We posed the question to Slator readers and, while a fourth agreed with Yorgan, more than half said it is better to have a mix of both. The rest, meanwhile, said sales skills are what matter most, regardless of industry background.
How Relevant Is Language Learning to Localization?
It was difficult to ignore the news about edtech unicorn, Duolingo, filing to go public. The language learning app left most of its competitors eating dust after its November 2020 series H valuation; a cool USD 2.4bn. Now comes news that the company hopes to up that even more by as much as 40%. Duolingo said it will aim for a ca. USD 3.4bn valuation when it IPOs.
While Duolingo was once a language-learning-and-translation app, the company has moved away from language services into edtech, a space not typically covered by Slator. But another thing that is hard to ignore is how edtech and e-learning have increasingly come up in the localization milieu.
E-learning companies figure significantly in the client portfolios of LSPs and tech providers; and, as pointed out by Oxford University Press’ Casper Grathwohl at SlatorCon Remote, edtech uses AI to create an experience that is adaptive and personalized to a particular student — something that can be supported by language industry data, because it is, well, localized.

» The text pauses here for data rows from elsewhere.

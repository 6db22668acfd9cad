use anyhow::{Context, Result};
use async_trait::async_trait;
use chrono::{DateTime, Utc};
use rusqlite::{params, Connection, Row, ToSql};

use crate::{
    db::{
        connection::Database,
        helpers::{
            format_datetime, format_optional_datetime, parse_datetime, parse_mode,
            parse_network_type, parse_optional_datetime, parse_source, to_i64, to_u64,
        },
    },
    models::{DeviceState, EventLocation, MovementEvent, SensorTelemetry},
    repository::MovementEventRepository,
};

const EVENT_COLUMNS: &str = "id, timestamp, trip_id, previous_mode, new_mode, detection_source,
    confidence, detection_latency_ms, latitude, longitude, accuracy, speed, battery_level,
    battery_charging, network_type, network_strength, accelerometer_magnitude,
    accelerometer_variance, accelerometer_peak_frequency, telemetry_sample_count,
    is_synced, synced_at";

fn row_to_event(row: &Row) -> Result<MovementEvent> {
    let timestamp: String = row.get("timestamp")?;
    let previous_mode: String = row.get("previous_mode")?;
    let new_mode: String = row.get("new_mode")?;
    let detection_source: String = row.get("detection_source")?;
    let detection_latency_ms: i64 = row.get("detection_latency_ms")?;
    let synced_at: Option<String> = row.get("synced_at")?;

    let latitude: Option<f64> = row.get("latitude")?;
    let longitude: Option<f64> = row.get("longitude")?;
    let location = match (latitude, longitude) {
        (Some(latitude), Some(longitude)) => Some(EventLocation {
            latitude,
            longitude,
            accuracy: row.get("accuracy")?,
            speed: row.get("speed")?,
        }),
        _ => None,
    };

    let network_type: Option<String> = row.get("network_type")?;
    let device_state = DeviceState {
        battery_level: row.get("battery_level")?,
        battery_charging: row.get("battery_charging")?,
        network_type: network_type.as_deref().map(parse_network_type).transpose()?,
        network_strength: row.get("network_strength")?,
    };
    let device_state = (device_state != DeviceState::default()).then_some(device_state);

    let sample_count: Option<i64> = row.get("telemetry_sample_count")?;
    let telemetry = match sample_count {
        Some(count) => Some(SensorTelemetry {
            accelerometer_magnitude: row.get("accelerometer_magnitude")?,
            accelerometer_variance: row.get("accelerometer_variance")?,
            accelerometer_peak_frequency: row.get("accelerometer_peak_frequency")?,
            sample_count: to_u64(count, "telemetry_sample_count")? as usize,
        }),
        None => None,
    };

    Ok(MovementEvent {
        id: row.get("id")?,
        timestamp: parse_datetime(&timestamp, "timestamp")?,
        trip_id: row.get("trip_id")?,
        previous_mode: parse_mode(&previous_mode)?,
        new_mode: parse_mode(&new_mode)?,
        detection_source: parse_source(&detection_source)?,
        confidence: row.get("confidence")?,
        detection_latency_ms: to_u64(detection_latency_ms, "detection_latency_ms")?,
        location,
        device_state,
        telemetry,
        is_synced: row.get("is_synced")?,
        synced_at: parse_optional_datetime(synced_at, "synced_at")?,
    })
}

fn query_events(conn: &Connection, sql: &str, args: &[&dyn ToSql]) -> Result<Vec<MovementEvent>> {
    let mut stmt = conn.prepare(sql)?;
    let mut rows = stmt.query(args)?;
    let mut events = Vec::new();
    while let Some(row) = rows.next()? {
        events.push(row_to_event(row)?);
    }
    Ok(events)
}

#[async_trait]
impl MovementEventRepository for Database {
    async fn insert_event(&self, event: &MovementEvent) -> Result<i64> {
        let record = event.clone();
        self.execute(move |conn| {
            let location = record.location;
            let device = record.device_state.unwrap_or_default();
            let telemetry = record.telemetry;
            conn.execute(
                "INSERT INTO movement_events (timestamp, trip_id, previous_mode, new_mode, detection_source,
                    confidence, detection_latency_ms, latitude, longitude, accuracy, speed, battery_level,
                    battery_charging, network_type, network_strength, accelerometer_magnitude,
                    accelerometer_variance, accelerometer_peak_frequency, telemetry_sample_count,
                    is_synced, synced_at)
                 VALUES (?1, ?2, ?3, ?4, ?5, ?6, ?7, ?8, ?9, ?10, ?11, ?12, ?13, ?14, ?15, ?16, ?17, ?18, ?19, ?20, ?21)",
                params![
                    format_datetime(&record.timestamp),
                    record.trip_id,
                    record.previous_mode.as_str(),
                    record.new_mode.as_str(),
                    record.detection_source.as_str(),
                    record.confidence,
                    to_i64(record.detection_latency_ms)?,
                    location.map(|l| l.latitude),
                    location.map(|l| l.longitude),
                    location.and_then(|l| l.accuracy),
                    location.and_then(|l| l.speed),
                    device.battery_level,
                    device.battery_charging,
                    device.network_type.map(|n| n.as_str()),
                    device.network_strength,
                    telemetry.and_then(|t| t.accelerometer_magnitude),
                    telemetry.and_then(|t| t.accelerometer_variance),
                    telemetry.and_then(|t| t.accelerometer_peak_frequency),
                    telemetry.map(|t| t.sample_count as i64),
                    record.is_synced,
                    format_optional_datetime(record.synced_at.as_ref()),
                ],
            )
            .context("failed to insert movement event")?;
            Ok(conn.last_insert_rowid())
        })
        .await
    }

    async fn get_events_for_trip(&self, trip_id: &str) -> Result<Vec<MovementEvent>> {
        let trip_id = trip_id.to_string();
        self.execute(move |conn| {
            query_events(
                conn,
                &format!(
                    "SELECT {EVENT_COLUMNS} FROM movement_events
                     WHERE trip_id = ?1
                     ORDER BY timestamp ASC, id ASC"
                ),
                &[&trip_id as &dyn ToSql],
            )
        })
        .await
    }

    async fn get_recent_events(&self, limit: usize) -> Result<Vec<MovementEvent>> {
        let limit = i64::try_from(limit).unwrap_or(i64::MAX);
        self.execute(move |conn| {
            query_events(
                conn,
                &format!(
                    "SELECT {EVENT_COLUMNS} FROM movement_events
                     ORDER BY timestamp DESC, id DESC
                     LIMIT ?1"
                ),
                &[&limit as &dyn ToSql],
            )
        })
        .await
    }

    async fn get_unsynced_events(&self, limit: usize) -> Result<Vec<MovementEvent>> {
        let limit = i64::try_from(limit).unwrap_or(i64::MAX);
        self.execute(move |conn| {
            query_events(
                conn,
                &format!(
                    "SELECT {EVENT_COLUMNS} FROM movement_events
                     WHERE is_synced = 0
                     ORDER BY timestamp ASC, id ASC
                     LIMIT ?1"
                ),
                &[&limit as &dyn ToSql],
            )
        })
        .await
    }

    async fn mark_events_synced(&self, ids: &[i64], synced_at: DateTime<Utc>) -> Result<()> {
        if ids.is_empty() {
            return Ok(());
        }
        let ids = ids.to_vec();
        self.execute(move |conn| {
            let tx = conn.transaction()?;
            {
                let mut stmt = tx.prepare(
                    "UPDATE movement_events
                     SET is_synced = 1,
                         synced_at = ?1
                     WHERE id = ?2",
                )?;
                let synced_at = format_datetime(&synced_at);
                for id in ids {
                    stmt.execute(params![synced_at, id])?;
                }
            }
            tx.commit().context("failed to commit movement event sync")?;
            Ok(())
        })
        .await
    }
}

We wondered if language learning was something on the radar of Slator readers and a recent survey showed mixed results. While more than half the respondents expressed interest saying we should “definitely” cover language learning (22%) or that it “might be interesting” (32%), the rest advised Slator to “stick to loc” (25%) or that they “would not read” (21%) such stories.
B2B Video as a Nascent Market
The streaming boom as well as the recent rise of video usage for meetings and events, staff training, and customer engagement campaigns has highlighted the potential of B2B video as a market for LSPs and tech providers.
According to the Slator 2021 Video Localization Report, released on July 20, 2021, there are over a hundred video localization providers that currently figure in the competitive landscape, as presented in a supplier map segmented by output (e.g., speech or text) and setting (live or non-live).
The report also looks at the ways industry participants are adopting and advancing technologies such as automatic speech recognition, machine translation, speech-to-speech for video-based use cases, automatic subtitling, machine dubbing, and so on.
Roughly a third of respondents to a recent Slator poll, think B2B video is a “strong growth market for many providers” (31%), while a little less than half think it offers a “good opportunity” (47%), but only for specialists.
Only about a fifth showed general disinterest, saying they “don’t know” (16%) or B2B video may offer good potential “but not for me” (6%).